Bergoglio “ha tracciato per noi la via della fraternità e dell’amicizia sociale. Una fraternità che si fonda sul valore profondo di ogni essere umano, sempre e in qualunque circostanza o limite, e che definisce nella dignità di ogni persona il principio elementare e inviolabile della vita sociale – sottolinea Di Maolo – E il suo legame con il Serafico è iniziato proprio nel solco di questa strada, all’inizio del suo pontificato quando scelse di visitare i bambini e i ragazzi del Serafico all’inizio della sua prima visita in Assisi come pellegrino sulle orme di San Francesco. E’ accanto ai nostri bambini, attraverso gesti e parole indimenticabili, che ha spiegato al mondo la sua scelta di chiamarsi come San Francesco. Ed è sempre attraverso il Serafico, scelto per accompagnare i giovani economisti chiamati a cambiare l’economia, che si è voluto far capire che abbiamo bisogno di un nuovo sistema economico che include e non escluse, umanizza e non disumanizza, ma soprattutto al servizio della vita”.
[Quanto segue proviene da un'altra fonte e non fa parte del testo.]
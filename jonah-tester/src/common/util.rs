use chrono::Utc;

pub fn split_csv(s: &str) -> Vec<String> {
    s.split(',')
        .map(|x| x.trim().to_string())
        .filter(|x| !x.is_empty())
        .collect()
}

/// UTC timestamp stamped onto written reports.
pub fn report_timestamp() -> String {
    Utc::now().format("%Y-%m-%dT%H:%M:%SZ").to_string()
}

#[cfg(test)]
mod tests {
    use super::*;

    #[test]
    fn split_csv_trims_and_filters() {
        let parts = split_csv(" smoke, ,resume,  restart ");
        assert_eq!(parts, vec!["smoke", "resume", "restart"]);
    }

    #[test]
    fn report_timestamp_is_utc() {
        let ts = report_timestamp();
        assert!(ts.ends_with('Z'));
        assert_eq!(ts.len(), "2024-01-01T00:00:00Z".len());
    }
}
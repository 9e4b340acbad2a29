//! Durable layout of the progress aggregate and an in-memory backend.

use std::cell::{Cell, RefCell};
use std::collections::HashMap;
use std::rc::Rc;
use thiserror::Error;

use crate::KeyValueStore;
use crate::progress::{Progress, ProgressState};

pub const PROGRESS_KEY: &str = "jonah-journey-progress";
pub const INTRO_SEEN_KEY: &str = "jonah-intro-seen";
const INTRO_SEEN_VALUE: &str = "true";

#[derive(Debug, Error)]
pub enum StorageError {
    #[error("reading {key} failed: {message}")]
    Read { key: &'static str, message: String },
    #[error("writing {key} failed: {message}")]
    Write { key: &'static str, message: String },
    #[error("removing {key} failed: {message}")]
    Remove { key: &'static str, message: String },
    #[error("progress could not be encoded: {0}")]
    Encode(#[from] serde_json::Error),
}

/// Read both entries. Never fails: unreadable or corrupt data falls back to
/// defaults and is logged.
pub fn read_state<S: KeyValueStore>(backend: &S) -> ProgressState {
    let progress = match backend.get_item(PROGRESS_KEY) {
        Ok(Some(raw)) => Progress::from_json(&raw).unwrap_or_else(|err| {
            log::error!("stored progress is corrupt, starting over: {err}");
            Progress::default()
        }),
        Ok(None) => Progress::default(),
        Err(err) => {
            log::error!(
                "{}",
                StorageError::Read {
                    key: PROGRESS_KEY,
                    message: err.to_string(),
                }
            );
            Progress::default()
        }
    };
    let intro_seen = match backend.get_item(INTRO_SEEN_KEY) {
        Ok(value) => value.as_deref() == Some(INTRO_SEEN_VALUE),
        Err(err) => {
            log::error!(
                "{}",
                StorageError::Read {
                    key: INTRO_SEEN_KEY,
                    message: err.to_string(),
                }
            );
            false
        }
    };
    log::info!(
        "loaded progress: current chapter {}, completed {:?}, {} answers, intro seen {intro_seen}",
        progress.current_chapter,
        progress.completed_chapters,
        progress.answers.len()
    );
    ProgressState {
        progress,
        intro_seen,
    }
}

/// Write the progress entry, plus the intro flag once it is set.
///
/// # Errors
///
/// Returns the first encode or backend failure.
pub fn write_state<S: KeyValueStore>(backend: &S, state: &ProgressState) -> Result<(), StorageError> {
    let json = state.progress.to_json()?;
    backend
        .set_item(PROGRESS_KEY, &json)
        .map_err(|err| StorageError::Write {
            key: PROGRESS_KEY,
            message: err.to_string(),
        })?;
    if state.intro_seen {
        backend
            .set_item(INTRO_SEEN_KEY, INTRO_SEEN_VALUE)
            .map_err(|err| StorageError::Write {
                key: INTRO_SEEN_KEY,
                message: err.to_string(),
            })?;
    }
    log::debug!(
        "saved progress: current chapter {}, completed {:?}, {} answers",
        state.progress.current_chapter,
        state.progress.completed_chapters,
        state.progress.answers.len()
    );
    Ok(())
}

/// Remove both entries, attempting each even if the first fails.
///
/// # Errors
///
/// Returns the first backend failure.
pub fn clear_state<S: KeyValueStore>(backend: &S) -> Result<(), StorageError> {
    let mut first_error = None;
    for key in [PROGRESS_KEY, INTRO_SEEN_KEY] {
        if let Err(err) = backend.remove_item(key) {
            first_error.get_or_insert(StorageError::Remove {
                key,
                message: err.to_string(),
            });
        }
    }
    first_error.map_or(Ok(()), Err)
}

#[derive(Debug, Error, Clone, PartialEq, Eq)]
pub enum MemoryStoreError {
    #[error("storage disabled")]
    Disabled,
    #[error("quota exceeded")]
    QuotaExceeded,
}

/// Shared in-memory backend. Clones see the same entries, and reads or writes
/// can be switched to fail for exercising degraded persistence.
#[derive(Debug, Clone, Default)]
pub struct MemoryStore {
    entries: Rc<RefCell<HashMap<String, String>>>,
    fail_reads: Rc<Cell<bool>>,
    fail_writes: Rc<Cell<bool>>,
    writes: Rc<Cell<usize>>,
}

impl MemoryStore {
    #[must_use]
    pub fn new() -> Self {
        Self::default()
    }

    #[must_use]
    pub fn with_entry(self, key: &str, value: &str) -> Self {
        self.entries
            .borrow_mut()
            .insert(key.to_string(), value.to_string());
        self
    }

    pub fn set_failing(&self, reads: bool, writes: bool) {
        self.fail_reads.set(reads);
        self.fail_writes.set(writes);
    }

    #[must_use]
    pub fn raw(&self, key: &str) -> Option<String> {
        self.entries.borrow().get(key).cloned()
    }

    /// Successful `set_item` calls so far.
    #[must_use]
    pub fn write_count(&self) -> usize {
        self.writes.get()
    }
}

impl KeyValueStore for MemoryStore {
    type Error = MemoryStoreError;

    fn get_item(&self, key: &str) -> Result<Option<String>, Self::Error> {
        if self.fail_reads.get() {
            return Err(MemoryStoreError::Disabled);
        }
        Ok(self.entries.borrow().get(key).cloned())
    }

    fn set_item(&self, key: &str, value: &str) -> Result<(), Self::Error> {
        if self.fail_writes.get() {
            return Err(MemoryStoreError::QuotaExceeded);
        }
        self.entries
            .borrow_mut()
            .insert(key.to_string(), value.to_string());
        self.writes.set(self.writes.get() + 1);
        Ok(())
    }

    fn remove_item(&self, key: &str) -> Result<(), Self::Error> {
        if self.fail_writes.get() {
            return Err(MemoryStoreError::Disabled);
        }
        self.entries.borrow_mut().remove(key);
        Ok(())
    }
}
//! Timed stage sequences for the intro and chapter transitions.
//!
//! A timeline is a finite list of `(stage, duration)` pairs. Hosts schedule a
//! single cancelable timer for the active stage and report back with the
//! [`TimerKey`] they were handed; keys from a torn-down timeline or an earlier
//! stage no longer match and are ignored.

use serde::{Deserialize, Serialize};

/// Identifies one scheduled stage timer.
#[derive(Debug, Clone, Copy, PartialEq, Eq, Hash)]
pub struct TimerKey {
    pub token: u64,
    pub stage_index: usize,
}

#[derive(Debug, Clone, PartialEq, Eq)]
pub struct Timeline<S> {
    steps: Vec<(S, u32)>,
    index: usize,
    elapsed_ms: u32,
    token: u64,
}

impl<S: Copy> Timeline<S> {
    #[must_use]
    pub fn new(steps: Vec<(S, u32)>, token: u64) -> Self {
        Self {
            steps,
            index: 0,
            elapsed_ms: 0,
            token,
        }
    }

    /// Active stage, or `None` once every stage has elapsed.
    #[must_use]
    pub fn current(&self) -> Option<S> {
        self.steps.get(self.index).map(|(stage, _)| *stage)
    }

    #[must_use]
    pub fn is_finished(&self) -> bool {
        self.index >= self.steps.len()
    }

    #[must_use]
    pub const fn token(&self) -> u64 {
        self.token
    }

    /// Key and remaining duration for the timer the host should arm.
    #[must_use]
    pub fn pending_timer(&self) -> Option<(TimerKey, u32)> {
        self.steps.get(self.index).map(|(_, duration)| {
            (
                TimerKey {
                    token: self.token,
                    stage_index: self.index,
                },
                duration.saturating_sub(self.elapsed_ms),
            )
        })
    }

    /// Move past the active stage; returns the stage entered, if any.
    pub fn advance(&mut self) -> Option<S> {
        if self.is_finished() {
            return None;
        }
        self.index += 1;
        self.elapsed_ms = 0;
        self.current()
    }

    /// Advance only when `key` names the active stage.
    pub fn fire(&mut self, key: TimerKey) -> bool {
        if key.token != self.token || key.stage_index != self.index || self.is_finished() {
            log::debug!("ignoring stale timer {key:?}");
            return false;
        }
        self.advance();
        true
    }

    /// Consume `ms` of wall time, returning every stage entered along the way.
    pub fn tick(&mut self, ms: u32) -> Vec<S> {
        let mut entered = Vec::new();
        let mut budget = ms;
        while let Some((_, duration)) = self.steps.get(self.index).copied() {
            let remaining = duration.saturating_sub(self.elapsed_ms);
            if budget < remaining {
                self.elapsed_ms += budget;
                break;
            }
            budget -= remaining;
            if let Some(stage) = self.advance() {
                entered.push(stage);
            }
        }
        entered
    }

    /// Sum of all stage durations.
    #[must_use]
    pub fn total_ms(&self) -> u64 {
        self.steps.iter().map(|(_, d)| u64::from(*d)).sum()
    }
}

/// Stages of the one-time intro animation.
#[derive(Debug, Clone, Copy, PartialEq, Eq, Hash, Serialize, Deserialize)]
#[serde(rename_all = "lowercase")]
pub enum IntroStage {
    Loading,
    Appearing,
    Shining,
    Glowing,
    Message,
    Expanding,
}

impl IntroStage {
    #[must_use]
    pub const fn shows_title(self) -> bool {
        matches!(
            self,
            Self::Shining | Self::Glowing | Self::Message | Self::Expanding
        )
    }

    #[must_use]
    pub const fn shows_subtitle(self) -> bool {
        matches!(self, Self::Message | Self::Expanding)
    }
}

#[derive(Debug, Clone, Copy, PartialEq, Eq, Hash, Serialize, Deserialize)]
pub enum TransitionStage {
    /// Waiting for the illustration to finish loading; no timer runs.
    Loading,
    Showing,
    FadingOut,
}

/// Transition interstitial: hold until the image loads, show, then fade.
#[derive(Debug, Clone, PartialEq, Eq)]
pub struct TransitionTimeline {
    image_loaded: bool,
    timeline: Timeline<TransitionStage>,
}

impl TransitionTimeline {
    #[must_use]
    pub fn new(display_ms: u32, fade_ms: u32, token: u64) -> Self {
        Self {
            image_loaded: false,
            timeline: Timeline::new(
                vec![
                    (TransitionStage::Showing, display_ms),
                    (TransitionStage::FadingOut, fade_ms),
                ],
                token,
            ),
        }
    }

    #[must_use]
    pub fn stage(&self) -> Option<TransitionStage> {
        if self.image_loaded {
            self.timeline.current()
        } else {
            Some(TransitionStage::Loading)
        }
    }

    /// Starts the display clock; repeated load events are harmless.
    pub fn image_loaded(&mut self) {
        self.image_loaded = true;
    }

    #[must_use]
    pub const fn is_image_loaded(&self) -> bool {
        self.image_loaded
    }

    #[must_use]
    pub fn is_finished(&self) -> bool {
        self.image_loaded && self.timeline.is_finished()
    }

    #[must_use]
    pub fn pending_timer(&self) -> Option<(TimerKey, u32)> {
        if self.image_loaded {
            self.timeline.pending_timer()
        } else {
            None
        }
    }

    pub fn fire(&mut self, key: TimerKey) -> bool {
        self.image_loaded && self.timeline.fire(key)
    }

    pub fn tick(&mut self, ms: u32) -> Vec<TransitionStage> {
        if self.image_loaded {
            self.timeline.tick(ms)
        } else {
            Vec::new()
        }
    }
}
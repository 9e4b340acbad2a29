use serde::{Deserialize, Serialize};
use std::collections::BTreeMap;
use thiserror::Error;

use crate::chapter::{CHAPTER_COUNT, ChapterId};
use crate::timeline::{IntroStage, Timeline, TransitionTimeline};

const MAX_SAVE_DEBOUNCE_MS: u32 = 1_000;

/// Illustration shown between a finished chapter and the next one.
#[derive(Debug, Clone, PartialEq, Eq, Serialize, Deserialize)]
pub struct TransitionImage {
    pub src: String,
    #[serde(default)]
    pub alt: String,
}

#[derive(Debug, Clone, Copy, PartialEq, Eq, Serialize, Deserialize)]
pub struct IntroStep {
    pub stage: IntroStage,
    pub duration_ms: u32,
}

/// Timing and asset configuration for the journey.
#[derive(Debug, Clone, PartialEq, Eq, Serialize, Deserialize)]
pub struct JourneyConfig {
    #[serde(default = "JourneyConfig::default_save_debounce_ms")]
    pub save_debounce_ms: u32,
    #[serde(default = "JourneyConfig::default_intro_stages")]
    pub intro_stages: Vec<IntroStep>,
    #[serde(default = "JourneyConfig::default_transition_display_ms")]
    pub transition_display_ms: u32,
    #[serde(default = "JourneyConfig::default_transition_fade_ms")]
    pub transition_fade_ms: u32,
    /// Keyed by the chapter that was just completed.
    #[serde(default)]
    pub transitions: BTreeMap<u8, TransitionImage>,
}

/// Errors raised when the journey configuration is out of bounds.
#[derive(Debug, Error)]
pub enum ConfigError {
    #[error("journey config is not valid JSON: {0}")]
    Parse(#[from] serde_json::Error),
    #[error("save_debounce_ms must be at most {max} (got {value})")]
    DebounceTooLong { value: u32, max: u32 },
    #[error("{field} must be greater than zero")]
    ZeroDuration { field: &'static str },
    #[error("intro needs at least one stage")]
    NoIntroStages,
    #[error("transition registered for chapter {0}, outside 1..{CHAPTER_COUNT}")]
    TransitionChapter(u8),
}

impl Default for JourneyConfig {
    fn default() -> Self {
        Self {
            save_debounce_ms: Self::default_save_debounce_ms(),
            intro_stages: Self::default_intro_stages(),
            transition_display_ms: Self::default_transition_display_ms(),
            transition_fade_ms: Self::default_transition_fade_ms(),
            transitions: BTreeMap::new(),
        }
    }
}

impl JourneyConfig {
    const fn default_save_debounce_ms() -> u32 {
        50
    }

    fn default_intro_stages() -> Vec<IntroStep> {
        [
            (IntroStage::Loading, 1500),
            (IntroStage::Appearing, 1000),
            (IntroStage::Shining, 1000),
            (IntroStage::Glowing, 1000),
            (IntroStage::Message, 2000),
            (IntroStage::Expanding, 1500),
        ]
        .into_iter()
        .map(|(stage, duration_ms)| IntroStep { stage, duration_ms })
        .collect()
    }

    const fn default_transition_display_ms() -> u32 {
        2500
    }

    const fn default_transition_fade_ms() -> u32 {
        500
    }

    /// Parse and validate a configuration document.
    ///
    /// # Errors
    ///
    /// Returns `ConfigError` when the JSON is malformed or a bound is violated.
    pub fn from_json(json: &str) -> Result<Self, ConfigError> {
        let cfg: Self = serde_json::from_str(json)?;
        cfg.validate()?;
        Ok(cfg)
    }

    /// Configuration bundled with the crate, falling back to defaults.
    #[must_use]
    pub fn load_from_static() -> Self {
        Self::from_json(include_str!("../assets/journey.json")).unwrap_or_else(|err| {
            log::error!("bundled journey config rejected: {err}");
            Self::default()
        })
    }

    /// # Errors
    ///
    /// Returns the first violated bound.
    pub fn validate(&self) -> Result<(), ConfigError> {
        if self.save_debounce_ms > MAX_SAVE_DEBOUNCE_MS {
            return Err(ConfigError::DebounceTooLong {
                value: self.save_debounce_ms,
                max: MAX_SAVE_DEBOUNCE_MS,
            });
        }
        if self.intro_stages.is_empty() {
            return Err(ConfigError::NoIntroStages);
        }
        if self.intro_stages.iter().any(|step| step.duration_ms == 0) {
            return Err(ConfigError::ZeroDuration {
                field: "intro_stages",
            });
        }
        if self.transition_display_ms == 0 {
            return Err(ConfigError::ZeroDuration {
                field: "transition_display_ms",
            });
        }
        if self.transition_fade_ms == 0 {
            return Err(ConfigError::ZeroDuration {
                field: "transition_fade_ms",
            });
        }
        if let Some(bad) = self
            .transitions
            .keys()
            .copied()
            .find(|&chapter| chapter == 0 || chapter >= CHAPTER_COUNT)
        {
            return Err(ConfigError::TransitionChapter(bad));
        }
        Ok(())
    }

    /// Illustration registered for a freshly completed chapter.
    #[must_use]
    pub fn transition_for(&self, chapter: ChapterId) -> Option<&TransitionImage> {
        if chapter.is_terminal() {
            return None;
        }
        u8::try_from(chapter.number())
            .ok()
            .and_then(|key| self.transitions.get(&key))
    }

    #[must_use]
    pub fn intro_timeline(&self, token: u64) -> Timeline<IntroStage> {
        Timeline::new(
            self.intro_stages
                .iter()
                .map(|step| (step.stage, step.duration_ms))
                .collect(),
            token,
        )
    }

    #[must_use]
    pub fn transition_timeline(&self, token: u64) -> TransitionTimeline {
        TransitionTimeline::new(self.transition_display_ms, self.transition_fade_ms, token)
    }
}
“In questi giorni – continua Di Maolo – mi si affollano tanti ricordi nella mia mente, ma uno prevale su tutti. Penso continuamente alla sua storica visita al Serafico. Lui abbracciò uno ad uno i nostri ragazzi relazionandosi con loro e senza fretta. Si lasciava toccare da loro, li ascoltava, si chinava sui più piccoli e sui ragazzi in carrozzina. Ma ogni tanto si fermava e mi diceva: ‘Io sono commosso’. Era chiaro che ciascuno di quei ragazzi toccava il suo cuore e che in loro riconosceva la presenza di Cristo. Nel discorso a braccio che fece dopo quella processione di tenerezza spiegò a parole che in quei ragazzi era presente Gesù, come nella carne sofferente dell’umanità. Ci insegnò nei gesti e nelle parole che la relazione e la fraternità iniziano con il riconoscimento dell’altro e del profondo valore della vita”.